> EXERCISE REQUIREMENTS
Please give an exact transcription of the records shown below.

Collected data

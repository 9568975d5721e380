use serde::Serialize;
use std::fmt;

#[derive(Debug, Clone, Copy, PartialEq, Eq, Hash, PartialOrd, Ord, Serialize)]
pub enum MetricCategory {
    Revenue,
    Advertising,
    Orders,
    Performance,
    Traffic,
    Other,
}

impl MetricCategory {
    pub const fn accent_color(&self) -> &'static str {
        match self {
            MetricCategory::Revenue => "#22c55e",
            MetricCategory::Advertising => "#10b981",
            MetricCategory::Orders => "#ec4899",
            MetricCategory::Performance => "#38bdf8",
            MetricCategory::Traffic => "#f59e0b",
            MetricCategory::Other => "#94a3b8",
        }
    }

    pub fn label(&self) -> &'static str {
        match self {
            MetricCategory::Revenue => "Revenue",
            MetricCategory::Advertising => "Advertising",
            MetricCategory::Orders => "Orders",
            MetricCategory::Performance => "Performance",
            MetricCategory::Traffic => "Traffic",
            MetricCategory::Other => "Other",
        }
    }
}

impl fmt::Display for MetricCategory {
    fn fmt(&self, f: &mut fmt::Formatter<'_>) -> fmt::Result {
        write!(f, "{}", self.label())
    }
}

/// Which vertical axis a series is plotted against
#[derive(Debug, Clone, Copy, PartialEq, Eq, Serialize)]
#[serde(rename_all = "lowercase")]
pub enum YAxis {
    Left,
    Right,
}

#[derive(Debug, Clone, Copy, PartialEq, Eq, Serialize)]
#[serde(rename_all = "lowercase")]
pub enum ChartValueType {
    Number,
    Currency,
    Percent,
}

#[derive(Debug, Clone, Copy, PartialEq, Eq, Default, Serialize)]
#[serde(rename_all = "lowercase")]
pub enum RenderAs {
    #[default]
    Line,
    Bar,
}

/// Binds a metric to a series of the trend chart
#[derive(Debug, Clone, Copy, PartialEq, Eq, Serialize)]
pub struct ChartBinding {
    pub data_key: &'static str,
    pub y_axis: YAxis,
    pub value_type: ChartValueType,
    pub render_as: RenderAs,
}

impl ChartBinding {
    pub const fn line(data_key: &'static str, y_axis: YAxis, value_type: ChartValueType) -> Self {
        Self {
            data_key,
            y_axis,
            value_type,
            render_as: RenderAs::Line,
        }
    }

    pub const fn bar(data_key: &'static str, y_axis: YAxis, value_type: ChartValueType) -> Self {
        Self {
            data_key,
            y_axis,
            value_type,
            render_as: RenderAs::Bar,
        }
    }
}

#[derive(Debug, Clone, Copy, PartialEq, Eq, Serialize)]
pub struct MetricChange {
    pub value: &'static str,
    pub is_positive: bool,
}

#[derive(Debug, Clone, Serialize)]
pub struct MetricDefinition {
    pub id: &'static str,
    pub label: &'static str,
    pub category: MetricCategory,
    pub accent_color: &'static str,
    pub value: &'static str,
    pub previous_value: &'static str,
    pub change: MetricChange,
    #[serde(skip_serializing_if = "Option::is_none")]
    pub chart: Option<ChartBinding>,
}

impl MetricDefinition {
    /// Placeholder card: "-" values, flat change, accent taken from the category
    pub const fn new(id: &'static str, label: &'static str, category: MetricCategory) -> Self {
        Self {
            id,
            label,
            category,
            accent_color: category.accent_color(),
            value: "-",
            previous_value: "-",
            change: MetricChange {
                value: "0.0%",
                is_positive: true,
            },
            chart: None,
        }
    }

    pub const fn with_stats(
        mut self,
        value: &'static str,
        previous_value: &'static str,
        change: &'static str,
        is_positive: bool,
    ) -> Self {
        self.value = value;
        self.previous_value = previous_value;
        self.change = MetricChange {
            value: change,
            is_positive,
        };
        self
    }

    pub const fn with_chart(mut self, chart: ChartBinding) -> Self {
        self.chart = Some(chart);
        self
    }

    pub fn is_chartable(&self) -> bool {
        self.chart.is_some()
    }
}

> OUTPUT OF THE TASK
repository 9568975d5721e380
use serde::Serialize;
use std::fmt;

#[derive(Debug, Clone, Copy, PartialEq, Eq, Hash, PartialOrd, Ord, Serialize)]
pub enum MetricCategory {
    Revenue,
    Advertising,
    Orders,
    Performance,
    Traffic,
    Other,
}

impl MetricCategory {
    pub const fn accent_color(&self) -> &'static str {
        match self {
            MetricCategory::Revenue => "#22c55e",
            MetricCategory::Advertising => "#10b981",
            MetricCategory::Orders => "#ec4899",
            MetricCategory::Performance => "#38bdf8",
            MetricCategory::Traffic => "#f59e0b",
            MetricCategory::Other => "#94a3b8",
        }
    }

    pub fn label(&self) -> &'static str {
        match self {
            MetricCategory::Revenue => "Revenue",
            MetricCategory::Advertising => "Advertising",
            MetricCategory::Orders => "Orders",
            MetricCategory::Performance => "Performance",
            MetricCategory::Traffic => "Traffic",
            MetricCategory::Other => "Other",
        }
    }
}

impl fmt::Display for MetricCategory {
    fn fmt(&self, f: &mut fmt::Formatter<'_>) -> fmt::Result {
        write!(f, "{}", self.label())
    }
}

/// Which vertical axis a series is plotted against
#[derive(Debug, Clone, Copy, PartialEq, Eq, Serialize)]
#[serde(rename_all = "lowercase")]
pub enum YAxis {
    Left,
    Right,
}

#[derive(Debug, Clone, Copy, PartialEq, Eq, Serialize)]
#[serde(rename_all = "lowercase")]
pub enum ChartValueType {
    Number,
    Currency,
    Percent,
}

#[derive(Debug, Clone, Copy, PartialEq, Eq, Default, Serialize)]
#[serde(rename_all = "lowercase")]
pub enum RenderAs {
    #[default]
    Line,
    Bar,
}

/// Binds a metric to a series of the trend chart
#[derive(Debug, Clone, Copy, PartialEq, Eq, Serialize)]
pub struct ChartBinding {
    pub data_key: &'static str,
    pub y_axis: YAxis,
    pub value_type: ChartValueType,
    pub render_as: RenderAs,
}

impl ChartBinding {
    pub const fn line(data_key: &'static str, y_axis: YAxis, value_type: ChartValueType) -> Self {
        Self {
            data_key,
            y_axis,
            value_type,
            render_as: RenderAs::Line,
        }
    }

    pub const fn bar(data_key: &'static str, y_axis: YAxis, value_type: ChartValueType) -> Self {
        Self {
            data_key,
            y_axis,
            value_type,
            render_as: RenderAs::Bar,
        }
    }
}

#[derive(Debug, Clone, Copy, PartialEq, Eq, Serialize)]
pub struct MetricChange {
    pub value: &'static str,
    pub is_positive: bool,
}

#[derive(Debug, Clone, Serialize)]
pub struct MetricDefinition {
    pub id: &'static str,
    pub label: &'static str,
    pub category: MetricCategory,
    pub accent_color: &'static str,
    pub value: &'static str,
    pub previous_value: &'static str,
    pub change: MetricChange,
    #[serde(skip_serializing_if = "Option::is_none")]
    pub chart: Option<ChartBinding>,
}

impl MetricDefinition {
    /// Placeholder card: "-" values, flat change, accent taken from the category
    pub const fn new(id: &'static str, label: &'static str, category: MetricCategory) -> Self {
        Self {
            id,
            label,
            category,
            accent_color: category.accent_color(),
            value: "-",
            previous_value: "-",
            change: MetricChange {
                value: "0.0%",
                is_positive: true,
            },
            chart: None,
        }
    }

    pub const fn with_stats(
        mut self,
        value: &'static str,
        previous_value: &'static str,
        change: &'static str,
        is_positive: bool,
    ) -> Self {
        self.value = value;
        self.previous_value = previous_value;
        self.change = MetricChange {
            value: change,
            is_positive,
        };
        self
    }

    pub const fn with_chart(mut self, chart: ChartBinding) -> Self {
        self.chart = Some(chart);
        self
    }

    pub fn is_chartable(&self) -> bool {
        self.chart.is_some()
    }
}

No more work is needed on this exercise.